Problem description – Search the data below for the string "payload". Extract every line that contains it.

[Collected data entries]
────────────────────────────────────────
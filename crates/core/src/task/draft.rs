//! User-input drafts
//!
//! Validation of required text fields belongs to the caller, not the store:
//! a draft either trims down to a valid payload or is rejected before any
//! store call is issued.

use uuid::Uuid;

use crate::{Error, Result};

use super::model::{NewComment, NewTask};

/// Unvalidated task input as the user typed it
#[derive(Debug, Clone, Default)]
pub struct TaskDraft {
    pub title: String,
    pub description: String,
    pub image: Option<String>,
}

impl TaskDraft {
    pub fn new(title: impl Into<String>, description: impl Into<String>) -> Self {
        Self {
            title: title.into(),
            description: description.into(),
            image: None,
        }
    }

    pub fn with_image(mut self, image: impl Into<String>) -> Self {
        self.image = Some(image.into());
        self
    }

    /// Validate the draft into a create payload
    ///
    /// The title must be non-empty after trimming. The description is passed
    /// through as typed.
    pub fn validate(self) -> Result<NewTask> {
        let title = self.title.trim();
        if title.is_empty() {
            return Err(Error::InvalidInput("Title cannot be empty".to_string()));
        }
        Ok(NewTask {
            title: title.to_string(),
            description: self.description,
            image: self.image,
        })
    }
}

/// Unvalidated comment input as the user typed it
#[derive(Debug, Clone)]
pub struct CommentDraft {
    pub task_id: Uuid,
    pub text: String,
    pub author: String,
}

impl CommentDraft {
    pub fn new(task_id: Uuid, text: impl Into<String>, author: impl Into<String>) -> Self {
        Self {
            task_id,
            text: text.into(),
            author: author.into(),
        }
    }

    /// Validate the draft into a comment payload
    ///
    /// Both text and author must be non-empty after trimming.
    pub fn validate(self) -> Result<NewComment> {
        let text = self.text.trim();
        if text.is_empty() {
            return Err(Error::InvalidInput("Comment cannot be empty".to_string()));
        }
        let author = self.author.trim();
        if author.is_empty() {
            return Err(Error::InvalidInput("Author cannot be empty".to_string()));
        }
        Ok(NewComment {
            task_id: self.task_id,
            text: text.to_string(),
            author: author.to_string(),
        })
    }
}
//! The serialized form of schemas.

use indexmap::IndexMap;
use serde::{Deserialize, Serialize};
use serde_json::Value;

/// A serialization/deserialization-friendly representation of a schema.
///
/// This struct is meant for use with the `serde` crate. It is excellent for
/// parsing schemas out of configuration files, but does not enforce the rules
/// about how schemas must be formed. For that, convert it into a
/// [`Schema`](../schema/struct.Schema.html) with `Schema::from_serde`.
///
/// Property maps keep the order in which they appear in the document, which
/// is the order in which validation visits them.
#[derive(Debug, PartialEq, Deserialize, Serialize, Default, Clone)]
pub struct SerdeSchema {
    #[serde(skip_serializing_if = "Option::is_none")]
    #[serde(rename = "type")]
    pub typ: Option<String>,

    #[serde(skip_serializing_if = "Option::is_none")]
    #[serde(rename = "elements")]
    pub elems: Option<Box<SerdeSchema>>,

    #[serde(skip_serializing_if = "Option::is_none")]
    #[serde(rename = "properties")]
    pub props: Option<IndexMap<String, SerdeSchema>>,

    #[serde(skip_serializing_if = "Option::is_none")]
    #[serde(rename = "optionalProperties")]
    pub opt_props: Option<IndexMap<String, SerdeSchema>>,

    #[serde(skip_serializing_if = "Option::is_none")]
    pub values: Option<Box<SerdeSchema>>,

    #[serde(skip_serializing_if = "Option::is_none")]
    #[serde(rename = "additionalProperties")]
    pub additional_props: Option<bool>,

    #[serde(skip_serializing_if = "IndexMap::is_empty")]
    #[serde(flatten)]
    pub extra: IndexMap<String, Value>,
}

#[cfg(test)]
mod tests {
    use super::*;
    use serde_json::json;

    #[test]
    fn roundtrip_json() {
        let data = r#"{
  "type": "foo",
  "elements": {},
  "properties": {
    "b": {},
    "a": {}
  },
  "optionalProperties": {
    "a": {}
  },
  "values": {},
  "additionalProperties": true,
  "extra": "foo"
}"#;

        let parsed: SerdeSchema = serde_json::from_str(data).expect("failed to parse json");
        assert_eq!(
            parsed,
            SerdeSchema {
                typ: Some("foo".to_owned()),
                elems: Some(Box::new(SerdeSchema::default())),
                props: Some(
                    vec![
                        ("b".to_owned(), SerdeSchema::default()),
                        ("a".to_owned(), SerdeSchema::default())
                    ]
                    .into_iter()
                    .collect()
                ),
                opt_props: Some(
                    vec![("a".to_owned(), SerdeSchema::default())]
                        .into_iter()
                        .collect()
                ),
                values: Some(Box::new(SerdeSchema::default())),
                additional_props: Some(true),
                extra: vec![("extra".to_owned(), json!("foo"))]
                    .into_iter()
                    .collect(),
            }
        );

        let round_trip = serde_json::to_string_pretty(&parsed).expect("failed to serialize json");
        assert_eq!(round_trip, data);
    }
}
────────────────────────────────────────
Response to this task –
//! a draft either trims down to a valid payload or is rejected before any
    /// Validate the draft into a create payload
    /// Validate the draft into a comment payload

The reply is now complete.